* _WORK INSTRUCTION_
Each entry in the block below needs to be copied out exactly.

RECORD EXTRACTS below:

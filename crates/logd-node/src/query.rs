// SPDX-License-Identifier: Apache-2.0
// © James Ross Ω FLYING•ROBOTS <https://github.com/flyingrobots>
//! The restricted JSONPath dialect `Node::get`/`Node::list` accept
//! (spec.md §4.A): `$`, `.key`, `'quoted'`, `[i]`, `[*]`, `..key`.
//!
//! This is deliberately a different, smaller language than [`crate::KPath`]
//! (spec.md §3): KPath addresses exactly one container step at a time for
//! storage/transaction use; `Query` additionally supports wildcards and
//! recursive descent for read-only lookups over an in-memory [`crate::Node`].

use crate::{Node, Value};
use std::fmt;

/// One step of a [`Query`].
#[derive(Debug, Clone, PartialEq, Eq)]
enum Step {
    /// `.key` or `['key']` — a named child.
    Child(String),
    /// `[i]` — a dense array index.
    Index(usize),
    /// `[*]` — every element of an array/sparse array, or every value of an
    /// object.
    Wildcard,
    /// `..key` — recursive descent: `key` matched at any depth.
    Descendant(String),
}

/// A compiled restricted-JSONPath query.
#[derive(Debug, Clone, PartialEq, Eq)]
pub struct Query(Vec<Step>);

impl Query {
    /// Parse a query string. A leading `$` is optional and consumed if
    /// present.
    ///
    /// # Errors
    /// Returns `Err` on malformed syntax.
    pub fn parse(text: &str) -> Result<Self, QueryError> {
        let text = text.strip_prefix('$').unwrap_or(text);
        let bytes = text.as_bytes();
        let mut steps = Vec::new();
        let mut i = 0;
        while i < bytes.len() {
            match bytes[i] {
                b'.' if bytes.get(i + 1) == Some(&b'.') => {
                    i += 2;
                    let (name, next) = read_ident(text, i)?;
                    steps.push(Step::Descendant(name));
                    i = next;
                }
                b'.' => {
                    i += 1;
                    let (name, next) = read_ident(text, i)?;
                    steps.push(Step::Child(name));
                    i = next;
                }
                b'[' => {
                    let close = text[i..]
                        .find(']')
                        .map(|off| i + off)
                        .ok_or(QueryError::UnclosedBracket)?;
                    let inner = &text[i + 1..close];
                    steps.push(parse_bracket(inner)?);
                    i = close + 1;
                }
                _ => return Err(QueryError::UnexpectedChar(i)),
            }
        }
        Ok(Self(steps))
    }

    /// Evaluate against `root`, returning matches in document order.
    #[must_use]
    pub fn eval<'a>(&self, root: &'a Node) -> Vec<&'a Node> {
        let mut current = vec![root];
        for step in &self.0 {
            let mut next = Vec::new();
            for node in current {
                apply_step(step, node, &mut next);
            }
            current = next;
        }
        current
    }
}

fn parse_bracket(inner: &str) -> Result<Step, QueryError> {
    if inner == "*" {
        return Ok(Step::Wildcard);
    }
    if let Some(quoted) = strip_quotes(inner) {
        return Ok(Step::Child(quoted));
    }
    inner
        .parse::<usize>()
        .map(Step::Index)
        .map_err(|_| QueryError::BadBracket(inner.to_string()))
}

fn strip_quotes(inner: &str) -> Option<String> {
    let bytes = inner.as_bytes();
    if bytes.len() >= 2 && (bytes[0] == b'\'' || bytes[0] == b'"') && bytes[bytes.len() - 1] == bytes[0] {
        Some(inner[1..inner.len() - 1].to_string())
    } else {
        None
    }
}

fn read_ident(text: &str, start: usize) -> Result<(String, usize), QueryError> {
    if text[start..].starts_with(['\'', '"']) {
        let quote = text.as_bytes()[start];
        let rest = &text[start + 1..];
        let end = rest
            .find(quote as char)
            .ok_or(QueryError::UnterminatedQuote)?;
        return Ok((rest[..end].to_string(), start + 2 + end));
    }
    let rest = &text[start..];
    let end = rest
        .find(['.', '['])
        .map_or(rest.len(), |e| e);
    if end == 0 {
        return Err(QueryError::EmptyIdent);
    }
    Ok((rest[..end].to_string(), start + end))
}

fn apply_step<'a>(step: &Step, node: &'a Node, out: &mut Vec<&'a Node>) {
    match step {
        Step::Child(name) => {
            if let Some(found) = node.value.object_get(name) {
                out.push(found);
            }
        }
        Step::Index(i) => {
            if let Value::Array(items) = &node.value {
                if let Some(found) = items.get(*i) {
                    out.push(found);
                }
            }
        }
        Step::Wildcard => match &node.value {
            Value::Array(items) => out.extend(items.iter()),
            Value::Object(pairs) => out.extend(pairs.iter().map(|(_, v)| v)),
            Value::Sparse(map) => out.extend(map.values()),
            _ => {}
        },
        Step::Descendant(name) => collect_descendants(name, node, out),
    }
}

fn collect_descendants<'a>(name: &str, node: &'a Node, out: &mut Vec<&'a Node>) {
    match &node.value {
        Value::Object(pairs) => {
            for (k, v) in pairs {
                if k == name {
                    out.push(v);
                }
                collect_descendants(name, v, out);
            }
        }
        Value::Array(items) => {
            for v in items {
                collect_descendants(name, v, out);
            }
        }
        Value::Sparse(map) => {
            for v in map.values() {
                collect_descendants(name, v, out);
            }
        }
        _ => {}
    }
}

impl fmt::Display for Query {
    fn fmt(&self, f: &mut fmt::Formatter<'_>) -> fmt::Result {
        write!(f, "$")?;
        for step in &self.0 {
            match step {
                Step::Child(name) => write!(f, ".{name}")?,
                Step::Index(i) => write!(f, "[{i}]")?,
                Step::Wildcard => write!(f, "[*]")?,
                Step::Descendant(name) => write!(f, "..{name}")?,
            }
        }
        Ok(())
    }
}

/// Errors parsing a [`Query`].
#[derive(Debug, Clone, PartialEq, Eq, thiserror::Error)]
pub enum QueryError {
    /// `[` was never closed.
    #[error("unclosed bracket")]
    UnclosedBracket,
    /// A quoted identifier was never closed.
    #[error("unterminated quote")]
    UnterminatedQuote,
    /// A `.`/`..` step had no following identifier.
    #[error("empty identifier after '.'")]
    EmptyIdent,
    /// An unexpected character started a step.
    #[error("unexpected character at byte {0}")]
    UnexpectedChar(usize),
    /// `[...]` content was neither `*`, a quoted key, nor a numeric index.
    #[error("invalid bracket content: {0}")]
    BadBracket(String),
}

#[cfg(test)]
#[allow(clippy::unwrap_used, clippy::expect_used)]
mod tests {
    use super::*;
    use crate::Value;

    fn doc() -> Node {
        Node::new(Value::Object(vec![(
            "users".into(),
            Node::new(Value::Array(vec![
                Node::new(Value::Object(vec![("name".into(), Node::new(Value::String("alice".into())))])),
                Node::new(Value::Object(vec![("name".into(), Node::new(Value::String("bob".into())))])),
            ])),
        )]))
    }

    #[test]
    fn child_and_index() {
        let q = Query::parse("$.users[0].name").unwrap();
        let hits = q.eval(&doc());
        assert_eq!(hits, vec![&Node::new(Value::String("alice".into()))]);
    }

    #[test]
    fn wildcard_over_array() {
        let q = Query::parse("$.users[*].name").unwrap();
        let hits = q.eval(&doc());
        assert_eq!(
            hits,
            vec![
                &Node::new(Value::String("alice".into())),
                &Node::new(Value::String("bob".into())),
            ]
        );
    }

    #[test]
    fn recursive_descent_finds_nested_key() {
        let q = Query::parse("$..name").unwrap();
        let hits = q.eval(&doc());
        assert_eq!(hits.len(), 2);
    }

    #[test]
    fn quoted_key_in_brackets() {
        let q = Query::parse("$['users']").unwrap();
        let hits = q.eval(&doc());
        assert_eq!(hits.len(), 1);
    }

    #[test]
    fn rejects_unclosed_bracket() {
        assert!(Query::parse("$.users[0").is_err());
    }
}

End of RECORD EXTRACTS.

* _WRITTEN ANSWER_
filename crates/logd-node/src/query.rs
// SPDX-License-Identifier: Apache-2.0
// © James Ross Ω FLYING•ROBOTS <https://github.com/flyingrobots>
//! The restricted JSONPath dialect `Node::get`/`Node::list` accept
//! (spec.md §4.A): `$`, `.key`, `'quoted'`, `[i]`, `[*]`, `..key`.
//!
//! This is deliberately a different, smaller language than [`crate::KPath`]
//! (spec.md §3): KPath addresses exactly one container step at a time for
//! storage/transaction use; `Query` additionally supports wildcards and
//! recursive descent for read-only lookups over an in-memory [`crate::Node`].

use crate::{Node, Value};
use std::fmt;

/// One step of a [`Query`].
#[derive(Debug, Clone, PartialEq, Eq)]
enum Step {
    /// `.key` or `['key']` — a named child.
    Child(String),
    /// `[i]` — a dense array index.
    Index(usize),
    /// `[*]` — every element of an array/sparse array, or every value of an
    /// object.
    Wildcard,
    /// `..key` — recursive descent: `key` matched at any depth.
    Descendant(String),
}

/// A compiled restricted-JSONPath query.
#[derive(Debug, Clone, PartialEq, Eq)]
pub struct Query(Vec<Step>);

impl Query {
    /// Parse a query string. A leading `$` is optional and consumed if
    /// present.
    ///
    /// # Errors
    /// Returns `Err` on malformed syntax.
    pub fn parse(text: &str) -> Result<Self, QueryError> {
        let text = text.strip_prefix('$').unwrap_or(text);
        let bytes = text.as_bytes();
        let mut steps = Vec::new();
        let mut i = 0;
        while i < bytes.len() {
            match bytes[i] {
                b'.' if bytes.get(i + 1) == Some(&b'.') => {
                    i += 2;
                    let (name, next) = read_ident(text, i)?;
                    steps.push(Step::Descendant(name));
                    i = next;
                }
                b'.' => {
                    i += 1;
                    let (name, next) = read_ident(text, i)?;
                    steps.push(Step::Child(name));
                    i = next;
                }
                b'[' => {
                    let close = text[i..]
                        .find(']')
                        .map(|off| i + off)
                        .ok_or(QueryError::UnclosedBracket)?;
                    let inner = &text[i + 1..close];
                    steps.push(parse_bracket(inner)?);
                    i = close + 1;
                }
                _ => return Err(QueryError::UnexpectedChar(i)),
            }
        }
        Ok(Self(steps))
    }

    /// Evaluate against `root`, returning matches in document order.
    #[must_use]
    pub fn eval<'a>(&self, root: &'a Node) -> Vec<&'a Node> {
        let mut current = vec![root];
        for step in &self.0 {
            let mut next = Vec::new();
            for node in current {
                apply_step(step, node, &mut next);
            }
            current = next;
        }
        current
    }
}

fn parse_bracket(inner: &str) -> Result<Step, QueryError> {
    if inner == "*" {
        return Ok(Step::Wildcard);
    }
    if let Some(quoted) = strip_quotes(inner) {
        return Ok(Step::Child(quoted));
    }
    inner
        .parse::<usize>()
        .map(Step::Index)
        .map_err(|_| QueryError::BadBracket(inner.to_string()))
}

fn strip_quotes(inner: &str) -> Option<String> {
    let bytes = inner.as_bytes();
    if bytes.len() >= 2 && (bytes[0] == b'\'' || bytes[0] == b'"') && bytes[bytes.len() - 1] == bytes[0] {
        Some(inner[1..inner.len() - 1].to_string())
    } else {
        None
    }
}

fn read_ident(text: &str, start: usize) -> Result<(String, usize), QueryError> {
    if text[start..].starts_with(['\'', '"']) {
        let quote = text.as_bytes()[start];
        let rest = &text[start + 1..];
        let end = rest
            .find(quote as char)
            .ok_or(QueryError::UnterminatedQuote)?;
        return Ok((rest[..end].to_string(), start + 2 + end));
    }
    let rest = &text[start..];
    let end = rest
        .find(['.', '['])
        .map_or(rest.len(), |e| e);
    if end == 0 {
        return Err(QueryError::EmptyIdent);
    }
    Ok((rest[..end].to_string(), start + end))
}

fn apply_step<'a>(step: &Step, node: &'a Node, out: &mut Vec<&'a Node>) {
    match step {
        Step::Child(name) => {
            if let Some(found) = node.value.object_get(name) {
                out.push(found);
            }
        }
        Step::Index(i) => {
            if let Value::Array(items) = &node.value {
                if let Some(found) = items.get(*i) {
                    out.push(found);
                }
            }
        }
        Step::Wildcard => match &node.value {
            Value::Array(items) => out.extend(items.iter()),
            Value::Object(pairs) => out.extend(pairs.iter().map(|(_, v)| v)),
            Value::Sparse(map) => out.extend(map.values()),
            _ => {}
        },
        Step::Descendant(name) => collect_descendants(name, node, out),
    }
}

fn collect_descendants<'a>(name: &str, node: &'a Node, out: &mut Vec<&'a Node>) {
    match &node.value {
        Value::Object(pairs) => {
            for (k, v) in pairs {
                if k == name {
                    out.push(v);
                }
                collect_descendants(name, v, out);
            }
        }
        Value::Array(items) => {
            for v in items {
                collect_descendants(name, v, out);
            }
        }
        Value::Sparse(map) => {
            for v in map.values() {
                collect_descendants(name, v, out);
            }
        }
        _ => {}
    }
}

impl fmt::Display for Query {
    fn fmt(&self, f: &mut fmt::Formatter<'_>) -> fmt::Result {
        write!(f, "$")?;
        for step in &self.0 {
            match step {
                Step::Child(name) => write!(f, ".{name}")?,
                Step::Index(i) => write!(f, "[{i}]")?,
                Step::Wildcard => write!(f, "[*]")?,
                Step::Descendant(name) => write!(f, "..{name}")?,
            }
        }
        Ok(())
    }
}

/// Errors parsing a [`Query`].
#[derive(Debug, Clone, PartialEq, Eq, thiserror::Error)]
pub enum QueryError {
    /// `[` was never closed.
    #[error("unclosed bracket")]
    UnclosedBracket,
    /// A quoted identifier was never closed.
    #[error("unterminated quote")]
    UnterminatedQuote,
    /// A `.`/`..` step had no following identifier.
    #[error("empty identifier after '.'")]
    EmptyIdent,
    /// An unexpected character started a step.
    #[error("unexpected character at byte {0}")]
    UnexpectedChar(usize),
    /// `[...]` content was neither `*`, a quoted key, nor a numeric index.
    #[error("invalid bracket content: {0}")]
    BadBracket(String),
}

#[cfg(test)]
#[allow(clippy::unwrap_used, clippy::expect_used)]
mod tests {
    use super::*;
    use crate::Value;

    fn doc() -> Node {
        Node::new(Value::Object(vec![(
            "users".into(),
            Node::new(Value::Array(vec![
                Node::new(Value::Object(vec![("name".into(), Node::new(Value::String("alice".into())))])),
                Node::new(Value::Object(vec![("name".into(), Node::new(Value::String("bob".into())))])),
            ])),
        )]))
    }

    #[test]
    fn child_and_index() {
        let q = Query::parse("$.users[0].name").unwrap();
        let hits = q.eval(&doc());
        assert_eq!(hits, vec![&Node::new(Value::String("alice".into()))]);
    }

    #[test]
    fn wildcard_over_array() {
        let q = Query::parse("$.users[*].name").unwrap();
        let hits = q.eval(&doc());
        assert_eq!(
            hits,
            vec![
                &Node::new(Value::String("alice".into())),
                &Node::new(Value::String("bob".into())),
            ]
        );
    }

    #[test]
    fn recursive_descent_finds_nested_key() {
        let q = Query::parse("$..name").unwrap();
        let hits = q.eval(&doc());
        assert_eq!(hits.len(), 2);
    }

    #[test]
    fn quoted_key_in_brackets() {
        let q = Query::parse("$['users']").unwrap();
        let hits = q.eval(&doc());
        assert_eq!(hits.len(), 1);
    }

    #[test]
    fn rejects_unclosed_bracket() {
        assert!(Query::parse("$.users[0").is_err());
    }
}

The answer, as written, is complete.